2 files changed, 497 insertions, 0 deletions
diff --git a/sandbox/blais/rstlime/rstlime.py b/sandbox/blais/rstlime/rstlime.py
new file mode 100755
index 000000000..52b93aed9
--- /dev/null
+++ b/sandbox/blais/rstlime/rstlime.py
@@ -0,0 +1,404 @@
+#!/usr/bin/env python
+"""
+Extract data entries like this from a set of reStructuredText documents like
+this::
+
+  [book]
+    :title: Probability Theory
+    :subtitle: The Logic of Science
+    :authors: E.T. Jaynes, G. Larry Bretthorst
+    :isbn: 978-0521592710
+
+and store them in an existing database and/or infer a new database model. This
+allows you to very easily embed data within a text file.
+
+(The ideas for this project originate from Nabu (http://furius.ca/nabu/). It is
+an attempt at providing the basic functionality without all the complications,
+setup and customization that Nabu requires.)
+"""
+__author__ = 'Martin Blais <blais@furius.ca>'
+
+## FIXME: TODO:
+## How do we deal with subtypes?  e.g. :p/cell:
+## What do we do when we have multiple values for the same key?

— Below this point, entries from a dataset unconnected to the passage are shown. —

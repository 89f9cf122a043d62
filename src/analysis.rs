//! Top-level orchestration of a single optimisation run.
//!
//! The path is synchronous and single-shot: validate the configuration, build the full
//! problem, invoke the solver once and extract results. Batch harnesses run many
//! configurations as independent invocations of this function; no state is shared
//! between runs.
use crate::config::Config;
use crate::horizon::TimeHorizon;
use crate::optimisation::EnergyBalanceModel;
use crate::results::{extract_results, OptimizationResults};
use crate::solver::{self, SolveStatus, SolverOptions};
use anyhow::{bail, Result};
use log::{info, warn};

/// The typed outcome of a run.
///
/// Infeasibility and unboundedness are legitimate outcomes the caller must react to,
/// not errors; a batch harness can continue with its remaining scenarios.
#[derive(Debug)]
pub enum RunOutcome {
    /// The run solved to optimality
    Optimal(OptimizationResults),
    /// No feasible dispatch exists for the given configuration
    Infeasible,
    /// The problem is unbounded
    Unbounded,
}

/// Validate, build, solve and extract one configuration.
///
/// Validation failures and solver-process failures are errors; non-optimal solver
/// statuses are returned as [`RunOutcome`] variants.
pub fn optimize(config: &Config, options: &SolverOptions) -> Result<RunOutcome> {
    config.validate()?;
    let horizon = TimeHorizon::from_series(
        config.n_timesteps(),
        config.timestamps.as_deref(),
        config.hours_per_timestep,
    )?;
    let producer_prices = config.resolved_price_series()?;

    info!(
        "Optimising run '{}': {} timesteps of {} h (storage: {}, solar: {})",
        config.name,
        horizon.n_timesteps,
        horizon.hours_per_timestep.value(),
        config.add_storage,
        config.add_solar
    );

    let model = EnergyBalanceModel::build(config, &horizon, &producer_prices);
    let EnergyBalanceModel {
        problem, variables, ..
    } = model;
    info!("Problem has {} variables", variables.n_variables());

    let solution = solver::solve(problem, variables.cost_coefficients(), options);
    match &solution.status {
        SolveStatus::Optimal => {
            let results =
                extract_results(config, &horizon, &producer_prices, &variables, &solution);
            info!(
                "Run '{}' solved: total yearly costs {:.2} €, peak import {:.2} kW",
                results.name, results.total_yearly_costs_eur, results.grid_capacity_kw
            );
            Ok(RunOutcome::Optimal(results))
        }
        SolveStatus::Infeasible => {
            warn!("Run '{}' has no feasible dispatch", config.name);
            Ok(RunOutcome::Infeasible)
        }
        SolveStatus::Unbounded => {
            warn!("Run '{}' is unbounded", config.name);
            Ok(RunOutcome::Unbounded)
        }
        SolveStatus::SolverError(message) => {
            bail!("Solver failed for run '{}': {message}", config.name)
        }
    }
}
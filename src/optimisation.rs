//! Code for assembling the peak-shaving optimisation problem.
//!
//! The problem couples investment sizing (storage reservoir, conversion paths, PV
//! modules, grid connection) with per-timestep dispatch through a single linear
//! program: the grid peak is a capacity variable constrained by every timestep rather
//! than a post-hoc maximum, so the solver can trade a few kW of peak against battery
//! or PV investment.
use crate::config::Config;
use crate::finance::annuity_per_unit;
use crate::horizon::TimeHorizon;
use crate::units::{Dimensionless, Hours, MoneyPerEnergy, Power};
use highs::RowProblem as Problem;
use indexmap::IndexMap;
use std::ops::RangeBounds;

pub mod constraints;

/// A decision variable in the optimisation
///
/// Note that this type does **not** include the value of the variable; it just refers
/// to a particular column of the problem.
pub type Variable = highs::Col;

/// Bookkeeping for the problem's columns.
///
/// Tracks, in insertion order, the index of each column in the solution array and its
/// objective coefficient; the latter is what the solver adapter uses to report the
/// objective value.
#[derive(Default)]
struct VariableRegistry {
    variable_to_index: IndexMap<Variable, usize>,
    cost_coefficients: Vec<f64>,
}

impl VariableRegistry {
    /// Add a column to the problem and register it
    fn add<B: RangeBounds<f64>>(
        &mut self,
        problem: &mut Problem,
        coefficient: f64,
        bounds: B,
    ) -> Variable {
        let var = problem.add_column(coefficient, bounds);
        let index = self.variable_to_index.len();
        let existing = self.variable_to_index.insert(var, index).is_some();
        assert!(!existing, "Duplicate entry for var");
        self.cost_coefficients.push(coefficient);
        var
    }

    /// Add a non-negative column with an optional upper bound
    fn add_non_negative(
        &mut self,
        problem: &mut Problem,
        coefficient: f64,
        upper: Option<f64>,
    ) -> Variable {
        match upper {
            Some(upper) => self.add(problem, coefficient, 0.0..=upper),
            None => self.add(problem, coefficient, 0.0..),
        }
    }
}

/// The storage subsystem's decision variables: a charge path, a reservoir and a
/// discharge path, plus one capacity per component.
pub struct StorageVariables {
    /// Charge power per timestep, kW
    pub charge: Vec<Variable>,
    /// Discharge power per timestep, kW
    pub discharge: Vec<Variable>,
    /// State of charge per timestep, kWh
    pub state_of_charge: Vec<Variable>,
    /// Reservoir capacity, kWh
    pub capacity: Variable,
    /// Charge conversion capacity, kW
    pub charge_capacity: Variable,
    /// Discharge conversion (inverter) capacity, kW
    pub discharge_capacity: Variable,
}

/// The PV subsystem's decision variables
pub struct PvVariables {
    /// Generation delivered to the load per timestep, kW
    pub generation: Vec<Variable>,
    /// Installed module capacity, kWp
    pub capacity: Variable,
}

/// A map for easy lookup of the problem's variables.
///
/// Optional subsystems that are disabled in the configuration are simply absent.
pub struct VariableMap {
    /// Grid import per timestep, kW
    pub grid_import: Vec<Variable>,
    /// Grid connection capacity, kW; constrained to be >= every import value
    pub grid_capacity: Variable,
    /// Storage variables, when storage investment is allowed
    pub storage: Option<StorageVariables>,
    /// New-PV variables, when PV investment is allowed
    pub pv: Option<PvVariables>,
    /// Utilised generation of an already-installed PV system per timestep, kW
    pub existing_pv: Option<Vec<Variable>>,
    registry: VariableRegistry,
}

impl VariableMap {
    /// The index of the given variable in the solution array
    pub fn index(&self, var: Variable) -> usize {
        *self
            .registry
            .variable_to_index
            .get(&var)
            .expect("No index found for given variable")
    }

    /// The objective coefficient of each column, in solution order
    pub fn cost_coefficients(&self) -> &[f64] {
        &self.registry.cost_coefficients
    }

    /// Total number of columns in the problem
    pub fn n_variables(&self) -> usize {
        self.registry.variable_to_index.len()
    }
}

/// A named relation forcing two or more capacity variables to resolve to one shared
/// size, e.g. the charge converter, discharge converter and reservoir of one battery.
///
/// The group is declared explicitly and enforced with equality rows, so the invariant
/// is structural rather than an accident of identical cost coefficients.
pub struct LinkedCapacityGroup {
    name: String,
    members: Vec<Variable>,
}

impl LinkedCapacityGroup {
    /// Create an empty group with the given name
    pub fn new(name: impl Into<String>) -> Self {
        LinkedCapacityGroup {
            name: name.into(),
            members: Vec::new(),
        }
    }

    /// Add a capacity variable to the group
    pub fn add_member(&mut self, var: Variable) {
        self.members.push(var);
    }

    /// The group's name
    pub fn name(&self) -> &str {
        &self.name
    }

    /// The group's member variables
    pub fn members(&self) -> &[Variable] {
        &self.members
    }

    /// Pin every member to the first one with equality rows
    fn apply(&self, problem: &mut Problem) {
        let Some((first, rest)) = self.members.split_first() else {
            return;
        };
        for member in rest {
            problem.add_row(0.0..=0.0, [(*member, 1.0), (*first, -1.0)]);
        }
    }
}

/// The assembled optimisation problem, ready to hand to the solver adapter.
pub struct EnergyBalanceModel {
    /// The underlying linear program
    pub problem: Problem,
    /// Lookup from model entities to problem columns
    pub variables: VariableMap,
    /// Capacity variables constrained to share one size
    pub linked_capacity_groups: Vec<LinkedCapacityGroup>,
}

impl EnergyBalanceModel {
    /// Assemble the full problem from a validated configuration.
    ///
    /// # Arguments
    ///
    /// * `config` - The validated run configuration
    /// * `horizon` - The normalised time horizon
    /// * `producer_prices` - Resolved producer energy price per timestep
    pub fn build(
        config: &Config,
        horizon: &TimeHorizon,
        producer_prices: &[MoneyPerEnergy],
    ) -> EnergyBalanceModel {
        assert_eq!(
            producer_prices.len(),
            horizon.n_timesteps,
            "price series not aligned to horizon"
        );

        let mut problem = Problem::default();
        let mut registry = VariableRegistry::default();
        let mut groups = Vec::new();

        let hours = horizon.hours_per_timestep;
        let annualise = horizon.annualisation_factor();

        // Grid interconnect: unlimited import at a per-kWh price, plus a capacity
        // charge on the peak
        let grid_import = producer_prices
            .iter()
            .map(|price| {
                let coeff = grid_import_cost_coefficient(
                    *price,
                    config.prices.grid_energy_price,
                    hours,
                    annualise,
                );
                registry.add(&mut problem, coeff, 0.0..)
            })
            .collect();

        // The capacity charge is a yearly tariff, not an investment, so its cost
        // coefficient is the raw per-kW price
        let grid_capacity =
            registry.add(&mut problem, config.prices.grid_capacity_price.value(), 0.0..);

        let storage = config
            .add_storage
            .then(|| add_storage_variables(&mut problem, &mut registry, &mut groups, config));

        let pv = config
            .add_solar
            .then(|| add_pv_variables(&mut problem, &mut registry, config));

        let existing_pv = config.pv.existing_generation_kw.as_ref().map(|generation| {
            // Curtailable and free: bounded above by what the existing modules produce
            generation
                .iter()
                .map(|max| registry.add(&mut problem, 0.0, 0.0..=*max))
                .collect()
        });

        let variables = VariableMap {
            grid_import,
            grid_capacity,
            storage,
            pv,
            existing_pv,
            registry,
        };

        constraints::add_energy_balance_constraints(
            &mut problem,
            &variables,
            &config.consumption_kw,
        );
        constraints::add_grid_capacity_constraints(&mut problem, &variables);
        if let Some(storage) = &variables.storage {
            constraints::add_storage_constraints(&mut problem, storage, &config.storage, hours);
        }
        if let Some(pv) = &variables.pv {
            let availability = config
                .pv
                .availability
                .as_ref()
                .expect("validated config has availability when solar is enabled");
            constraints::add_pv_availability_constraints(&mut problem, pv, availability);
        }
        for group in &groups {
            group.apply(&mut problem);
        }

        EnergyBalanceModel {
            problem,
            variables,
            linked_capacity_groups: groups,
        }
    }
}

/// Yearly cost of importing one kW from the grid during one timestep.
///
/// Per-timestep operational costs are scaled to full-year costs so that sub-year
/// horizons stay comparable with the yearly annuities and capacity charge.
fn grid_import_cost_coefficient(
    producer_price: MoneyPerEnergy,
    grid_energy_price: MoneyPerEnergy,
    hours: Hours,
    annualise: Dimensionless,
) -> f64 {
    let energy_per_kw = Power(1.0) * hours;
    (((producer_price + grid_energy_price) * energy_per_kw) * annualise).value()
}

/// Add the storage subsystem's columns and declare its linked capacity group
fn add_storage_variables(
    problem: &mut Problem,
    registry: &mut VariableRegistry,
    groups: &mut Vec<LinkedCapacityGroup>,
    config: &Config,
) -> StorageVariables {
    let n = config.n_timesteps();
    let params = &config.storage;

    let charge = (0..n).map(|_| registry.add(problem, 0.0, 0.0..)).collect();
    let discharge = (0..n).map(|_| registry.add(problem, 0.0, 0.0..)).collect();
    let state_of_charge = (0..n).map(|_| registry.add(problem, 0.0, 0.0..)).collect();

    let capacity_coeff = (annuity_per_unit(
        params.effective_cost_per_kwh(),
        params.lifetime,
        config.interest_rate,
    ) + params.opex_per_kwh)
        .value();
    let capacity = registry.add_non_negative(
        problem,
        capacity_coeff,
        params.max_capacity_kwh.map(|max| max.value()),
    );

    // The charge path itself carries no investment cost; the inverter cost sits on the
    // discharge path, as in the source system
    let charge_capacity = registry.add_non_negative(
        problem,
        0.0,
        params.max_charge_kw.map(|max| max.value()),
    );
    let discharge_coeff = annuity_per_unit(
        params.inverter_cost_per_kw,
        params.inverter_lifetime,
        config.interest_rate,
    )
    .value();
    let discharge_capacity = registry.add_non_negative(
        problem,
        discharge_coeff,
        params.max_discharge_kw.map(|max| max.value()),
    );

    let mut group = LinkedCapacityGroup::new("storage");
    group.add_member(capacity);
    group.add_member(charge_capacity);
    group.add_member(discharge_capacity);
    groups.push(group);

    StorageVariables {
        charge,
        discharge,
        state_of_charge,
        capacity,
        charge_capacity,
        discharge_capacity,
    }
}

/// Add the new-PV subsystem's columns
fn add_pv_variables(
    problem: &mut Problem,
    registry: &mut VariableRegistry,
    config: &Config,
) -> PvVariables {
    let n = config.n_timesteps();
    let params = &config.pv;

    let generation = (0..n).map(|_| registry.add(problem, 0.0, 0.0..)).collect();

    let capacity_coeff =
        annuity_per_unit(params.cost_per_kwp, params.lifetime, config.interest_rate).value();
    let capacity = registry.add_non_negative(
        problem,
        capacity_coeff,
        params.max_capacity_kwp.map(|max| max.value()),
    );

    PvVariables {
        generation,
        capacity,
    }
}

+## Should we join the lines for values?
+## Add document ids.
+
+
+# stdlib imports
+import sys, os, re, getpass
+from types import ClassType
+from StringIO import StringIO
+from collections import defaultdict
+from operator import attrgetter
+
+# psyco imports
+import psycopg2 as dbapi
+
+# docutils imports
+from docutils import core, nodes, io
+
+
+#-------------------------------------------------------------------------------
+# Parsing and values extraction code
+
+# Note: this is generic, perhaps should be part of docutils.nodes.
+def find_first(nodetype, node, document):
+    """ Find the first node under 'node' that is of the same type as 'nodetype'."""
+
+    assert isinstance(nodetype, ClassType)
+    found = []
+
+    class FindFirst(nodes.SparseNodeVisitor):
+        def visit(self, node):
+            found.append(node)
+            return True # stop
+
+    setattr(FindFirst, 'visit_%s' % nodetype.__name__,
+            FindFirst.visit)
+
+    vis = FindFirst(document)
+    node.walk(vis)
+
+    return found[0] if found else None
+
+def get_file_entries(fn):
+    """ Parse a file and extract entries from it. """
+    text = open(fn).read()
+    document = core.publish_doctree(
+        open(fn),
+        source_class=io.FileInput,
+        ## source_path=fn,
+        reader_name='standalone',
+        parser_name='restructuredtext',
+        settings_overrides={'report_level': 'error'},
+        )
+
+    # Extract the unique document id.
+    docid = None
+    docinfo = find_first(nodes.docinfo, document, document)
+    if docinfo:
+        fields = extract_fields(docinfo, document)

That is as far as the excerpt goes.